Pastelaria 1800 - Largo do Rato, Lisboa
Já não bastava já não podermos ter a tua casa como companhia dos jantares de Domingo - onde o teu lugar estaria sempre reservado, à espera que nos contasses a idade da terra ou as histórias da História -, ainda te mudaram a casa onde almoçavas.
Já lá vão quase dois anos e nunca mais consegui ali entrar.
Sempre que passava à porta, espreitava a ver se lá estarias de pé, ao fundo do balcão, a almoçar pão com queijo, um croquete e água. Mas, como nunca mais te vi, nunca mais entrei. Nunca mais parei para comprar um gelado, comer um bolo ou até tomar café. Já passaram dois Natais e nunca mais lá voltei para as azevias de batata doce. Tu não estavas, eu não entrava.

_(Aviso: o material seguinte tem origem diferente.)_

//! Runs parsed [`Action`]s against the store.
//!
//! The ledger owns the database connection for the duration of one command.
//! Label lookups, time range resolution and grouping happen here so that the
//! command layer only has to parse tokens and render the [`Outcome`].

use super::error::{LedgerError, LedgerResult};
use super::formatter::{group_by_project, Bucket};
use super::grammar::{Action, Grouping, LogEntry, TaskQuery};
use super::range::stamp;
use super::task::{Task, TaskFilter};
use crate::db::db::Db;
use crate::db::projects::{Project, Projects};
use crate::db::tasks::Tasks;
use chrono::NaiveDateTime;

/// What an action produced.
#[derive(Debug, Clone, PartialEq)]
pub enum Outcome {
    ProjectAdded { id: i64, label: String },
    Logged { task_id: i64, project: Option<String> },
    TimeAccumulated { task_id: i64, total_minutes: Option<f64> },
    Projects(Vec<Project>),
    Tasks(Vec<Task>),
    Report(Vec<Bucket>),
}

pub struct Ledger {
    db: Db,
}

impl Ledger {
    pub fn new(db: Db) -> Self {
        Self { db }
    }

    /// Executes one action. `now` stands in for the wall clock: it stamps
    /// new records and anchors relative ranges.
    pub fn execute(&mut self, action: Action, now: NaiveDateTime) -> LedgerResult<Outcome> {
        match action {
            Action::AddProject { label } => self.add_project(label, now),
            Action::Log(entry) => self.log(entry, now),
            Action::Accumulate { task_id, minutes } => self.accumulate(task_id, minutes),
            Action::ListProjects => Ok(Outcome::Projects(Projects::new(&self.db.conn).list()?)),
            Action::ListTasks(query) => self.list(query, now),
        }
    }

    fn add_project(&mut self, label: String, now: NaiveDateTime) -> LedgerResult<Outcome> {
        let tx = self.db.conn.transaction()?;
        let id = Projects::new(&tx).create(&label, &stamp(now))?;
        tx.commit()?;

        Ok(Outcome::ProjectAdded { id, label })
    }

    fn log(&mut self, entry: LogEntry, now: NaiveDateTime) -> LedgerResult<Outcome> {
        let project_id = match &entry.project {
            Some(label) => Some(self.project_id(label)?),
            None => None,
        };
        let logged_at = entry.at.unwrap_or_else(|| stamp(now));

        let task = Task::new(&entry.label, &logged_at, project_id);
        let task_id = Tasks::new(&self.db.conn).insert(&task)?;

        Ok(Outcome::Logged {
            task_id,
            project: entry.project,
        })
    }

    fn accumulate(&mut self, task_id: i64, minutes: f64) -> LedgerResult<Outcome> {
        let tasks = Tasks::new(&self.db.conn);
        tasks.accumulate_time(task_id, minutes)?;
        let total_minutes = tasks.get_by_id(task_id)?.and_then(|task| task.minutes_logged);

        Ok(Outcome::TimeAccumulated { task_id, total_minutes })
    }

    fn list(&mut self, query: TaskQuery, now: NaiveDateTime) -> LedgerResult<Outcome> {
        let project_id = match &query.project {
            Some(label) => Some(self.project_id(label)?),
            None => None,
        };
        let filter = TaskFilter::all().project(project_id).range(query.range.resolve(now));
        let tasks = Tasks::new(&self.db.conn).fetch(&filter)?;

        Ok(match query.grouping {
            Grouping::Flat => Outcome::Tasks(tasks),
            Grouping::ByProject => Outcome::Report(group_by_project(tasks)),
        })
    }

    fn project_id(&self, label: &str) -> LedgerResult<i64> {
        Projects::new(&self.db.conn)
            .find_id(label)?
            .ok_or_else(|| LedgerError::ProjectNotFound(label.to_string()))
    }
}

No outro dia, decidi que era hora de lá ir. Ocupar o teu lugar e pedir o que me apetecesse. Mas estava fechada para obras. Ironias da vida, esperara a minha coragem e fechara na véspera. Esperei que reabrisse, sem grande curiosidade de ver a casa nova. Hoje, porém, deram-me coragem e lá fui. Olhei primeiro, para ver se estavas. É um hábito que todos temos, sabias? Olhamos sempre à espera que lá estejas. Mas o teu sítio já não está lá, o balcão já não faz curva. Cheguei-me mais à ponta, esperei que o mesmo senhor de sempre me viesse servir e olhei à volta - já não era nossa casa! Café, só café e uma vontade de sair dali. Deitaram paredes abaixo, mataram-lhe os espíritos que por lá andavam e, com eles, o teu. Não sei se ainda hei-de procurar-te quando lá passar, não sei se hei-de esperar ver-te, se hei-de parar para um gelado dos mais caros... valeu a companhia de muitas das nossas conversas de almoço e a surpresa de um travesseiro à minha espera.